Od teraz siostra Klara!
Zawsze patrz na siebie, jak na małą kulkę wosku w ręku Boga kształtowaną według Jego upodobania. Nie wybieraj i nie pragnij, abyś stała się zdolna przyjąć działanie Jego czystej miłości. Oddaj się cała, bez zastrzeżeń, bez lęku i bez namysłu Temu, który ma dla ciebie więcej dobroci niż ty mogłabyś kiedykolwiek mieć dla siebie samej. Żyj wiarą, ufnością i miłością - te słowa matki Mechtyldy od Najświętszego Sakramentu, założycielki benedyktynek od nieustającej adoracji Najświętszego Sakramentu, idealnie pasują do drogi, jaką Agata przeszła, by odkryć swoje powołanie.

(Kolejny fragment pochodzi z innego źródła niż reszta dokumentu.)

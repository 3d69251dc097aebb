//! Typed error handling for the order engine
//!
//! Errors are grouped the same way clients need to react to them:
//!
//! - [`OrderError`]: everything the HTTP layer can return, with a status code,
//!   a stable error code and a JSON body
//! - [`StoreError`]: failures reported by an [`OrderStore`](crate::core::store::OrderStore)
//! - [`NotifyError`]: notification failures, which are logged and never
//!   returned to a client
//!
//! # Example
//!
//! ```rust,ignore
//! match service.get_order("ORDER-1").await {
//!     Ok(order) => println!("{}", order.status),
//!     Err(OrderError::NotFound { order_id }) => println!("{} is gone", order_id),
//!     Err(e) => eprintln!("other error: {}", e),
//! }
//! ```

use axum::Json;
use axum::http::StatusCode;
use axum::response::{IntoResponse, Response};
use serde::Serialize;
use thiserror::Error;

use crate::core::order::OrderStatus;

/// A single field validation failure
#[derive(Debug, Clone, PartialEq, Eq, Serialize)]
pub struct FieldValidationError {
    pub field: String,
    pub message: String,
}

impl FieldValidationError {
    pub fn new(field: impl Into<String>, message: impl Into<String>) -> Self {
        Self {
            field: field.into(),
            message: message.into(),
        }
    }
}

/// The main error type returned by the lifecycle service and the HTTP layer
#[derive(Debug, Error)]
pub enum OrderError {
    /// One or more fields failed validation; all reasons are kept
    #[error("Validation failed: {}", join_reasons(.0))]
    Validation(Vec<FieldValidationError>),

    /// The request body could not be decoded
    #[error("Invalid request body: {message}")]
    InvalidBody { message: String },

    /// A status value outside the lifecycle enum
    #[error("Invalid status '{value}'. Expected one of: Pending, Preparing, Ready, Completed, Cancelled")]
    InvalidStatus { value: String },

    /// The configured transition policy forbids this move
    #[error("Cannot move order from {from} to {to}")]
    InvalidTransition { from: OrderStatus, to: OrderStatus },

    #[error("Order '{order_id}' not found")]
    NotFound { order_id: String },

    /// The order kept changing underneath a status update
    #[error("Order '{order_id}' was modified concurrently, please retry")]
    Conflict { order_id: String },

    #[error("Not authorized: {message}")]
    Unauthorized { message: String },

    #[error("Forbidden: {message}")]
    Forbidden { message: String },

    /// Order id generation kept colliding with existing orders
    #[error("Could not allocate a unique order id, please retry")]
    IdCollision,

    /// The persistence layer failed; details are logged, not returned
    #[error("Order storage is unavailable")]
    StoreUnavailable,
}

fn join_reasons(errors: &[FieldValidationError]) -> String {
    errors
        .iter()
        .map(|e| format!("{}: {}", e.field, e.message))
        .collect::<Vec<_>>()
        .join(", ")
}

/// Error response body
///
/// Mirrors the success envelope: `{ "success": false, "code", "message", "errors"? }`
#[derive(Debug, Serialize)]
pub struct ErrorResponse {
    pub success: bool,
    /// Error code for programmatic handling
    pub code: String,
    /// Human-readable error message
    pub message: String,
    /// Field-level reasons, only for validation failures
    #[serde(skip_serializing_if = "Option::is_none")]
    pub errors: Option<Vec<FieldValidationError>>,
}

impl OrderError {
    /// Get the HTTP status code for this error
    pub fn status_code(&self) -> StatusCode {
        match self {
            OrderError::Validation(_) => StatusCode::BAD_REQUEST,
            OrderError::InvalidBody { .. } => StatusCode::BAD_REQUEST,
            OrderError::InvalidStatus { .. } => StatusCode::BAD_REQUEST,
            OrderError::InvalidTransition { .. } => StatusCode::CONFLICT,
            OrderError::NotFound { .. } => StatusCode::NOT_FOUND,
            OrderError::Conflict { .. } => StatusCode::CONFLICT,
            OrderError::Unauthorized { .. } => StatusCode::UNAUTHORIZED,
            OrderError::Forbidden { .. } => StatusCode::FORBIDDEN,
            OrderError::IdCollision => StatusCode::SERVICE_UNAVAILABLE,
            OrderError::StoreUnavailable => StatusCode::INTERNAL_SERVER_ERROR,
        }
    }

    /// Get the error code for this error
    pub fn error_code(&self) -> &'static str {
        match self {
            OrderError::Validation(_) => "VALIDATION_ERROR",
            OrderError::InvalidBody { .. } => "INVALID_BODY",
            OrderError::InvalidStatus { .. } => "INVALID_STATUS",
            OrderError::InvalidTransition { .. } => "INVALID_TRANSITION",
            OrderError::NotFound { .. } => "ORDER_NOT_FOUND",
            OrderError::Conflict { .. } => "ORDER_CONFLICT",
            OrderError::Unauthorized { .. } => "UNAUTHORIZED",
            OrderError::Forbidden { .. } => "FORBIDDEN",
            OrderError::IdCollision => "ORDER_ID_COLLISION",
            OrderError::StoreUnavailable => "STORE_UNAVAILABLE",
        }
    }

    /// Convert to an error response
    pub fn to_response(&self) -> ErrorResponse {
        ErrorResponse {
            success: false,
            code: self.error_code().to_string(),
            message: self.to_string(),
            errors: match self {
                OrderError::Validation(errors) => Some(errors.clone()),
                _ => None,
            },
        }
    }
}

impl IntoResponse for OrderError {
    fn into_response(self) -> Response {
        let status = self.status_code();
        let body = Json(self.to_response());
        (status, body).into_response()
    }
}

impl From<StoreError> for OrderError {
    fn from(err: StoreError) -> Self {
        match err {
            StoreError::NotFound { order_id } => OrderError::NotFound { order_id },
            StoreError::DuplicateKey { .. } => OrderError::IdCollision,
            StoreError::StatusConflict { order_id, .. } => OrderError::Conflict { order_id },
            StoreError::Unavailable { backend, message } => {
                tracing::error!(backend = %backend, error = %message, "order store failure");
                OrderError::StoreUnavailable
            }
        }
    }
}

// =============================================================================
// Store Errors
// =============================================================================

/// Errors reported by storage backends
#[derive(Debug, Clone, Error, PartialEq, Eq)]
pub enum StoreError {
    /// The external order id is already taken
    #[error("Order id '{order_id}' already exists")]
    DuplicateKey { order_id: String },

    #[error("Order '{order_id}' not found")]
    NotFound { order_id: String },

    /// A compare-and-set write found a different status than expected
    #[error("Order '{order_id}' is now {actual}")]
    StatusConflict { order_id: String, actual: OrderStatus },

    /// Backend unreachable or the operation failed mid-flight
    #[error("{backend} storage error: {message}")]
    Unavailable { backend: String, message: String },
}

impl StoreError {
    pub fn unavailable(backend: &str, message: impl ToString) -> Self {
        StoreError::Unavailable {
            backend: backend.to_string(),
            message: message.to_string(),
        }
    }
}

// =============================================================================
// Notification Errors
// =============================================================================

#[derive(Debug, Error)]
pub enum NotifyError {
    #[error("notification provider rejected the message: {0}")]
    Rejected(String),

    #[error("notification transport failed: {0}")]
    Transport(String),

    #[error("notification timed out after {0:?}")]
    Timeout(std::time::Duration),
}

/// A specialized Result type for order operations
pub type OrderResult<T> = Result<T, OrderError>;

/// A specialized Result type for store operations
pub type StoreResult<T> = Result<T, StoreError>;

#[cfg(test)]
mod tests {
    use super::*;

    #[test]
    fn test_not_found_display_and_status() {
        let err = OrderError::NotFound {
            order_id: "ORDER-1".to_string(),
        };
        assert!(err.to_string().contains("ORDER-1"));
        assert!(err.to_string().contains("not found"));
        assert_eq!(err.status_code(), StatusCode::NOT_FOUND);
        assert_eq!(err.error_code(), "ORDER_NOT_FOUND");
    }

    #[test]
    fn test_validation_error_multiple_fields() {
        let err = OrderError::Validation(vec![
            FieldValidationError::new("customerName", "Customer name is required"),
            FieldValidationError::new("phone", "Invalid phone number"),
        ]);
        let display = err.to_string();
        assert!(display.contains("customerName"));
        assert!(display.contains("phone"));

        let response = err.to_response();
        assert!(!response.success);
        assert_eq!(response.errors.map(|e| e.len()), Some(2));
    }

    #[test]
    fn test_store_error_conversion() {
        let err: OrderError = StoreError::NotFound {
            order_id: "ORDER-9".to_string(),
        }
        .into();
        assert!(matches!(err, OrderError::NotFound { ref order_id } if order_id == "ORDER-9"));

        let err: OrderError = StoreError::unavailable("MongoDB", "connection refused").into();
        assert_eq!(err.status_code(), StatusCode::INTERNAL_SERVER_ERROR);
        // Backend detail is not leaked to the client
        assert!(!err.to_string().contains("connection refused"));

        let err: OrderError = StoreError::DuplicateKey {
            order_id: "ORDER-1".to_string(),
        }
        .into();
        assert_eq!(err.status_code(), StatusCode::SERVICE_UNAVAILABLE);
    }

    #[test]
    fn test_transition_error_is_conflict() {
        let err = OrderError::InvalidTransition {
            from: OrderStatus::Completed,
            to: OrderStatus::Pending,
        };
        assert_eq!(err.status_code(), StatusCode::CONFLICT);
        assert!(err.to_string().contains("Completed"));
    }

    #[test]
    fn test_error_response_serialization() {
        let err = OrderError::InvalidStatus {
            value: "Shipped".to_string(),
        };
        let json = serde_json::to_value(err.to_response()).unwrap();
        assert_eq!(json["success"], false);
        assert_eq!(json["code"], "INVALID_STATUS");
        assert!(json.get("errors").is_none());
    }
}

I choć pierwszy raz pomyślała o zakonie już jako 11-latka, długo szukała dla siebie miejsca. Znalazła je, kiedy właściwie zaczynała wątpić, czy kiedykolwiek założy habit. Do benedyktynek sakramentek podprowadziła ją wyszukiwarka internetowa. Przeczytała „adoracja Najświętszego Sakramentu” oraz „Aby we wszystkim Bóg był uwielbiony” i… wpadła w zachwyt. Od 11 lipca jest s. Klarą od Miłości Bożej.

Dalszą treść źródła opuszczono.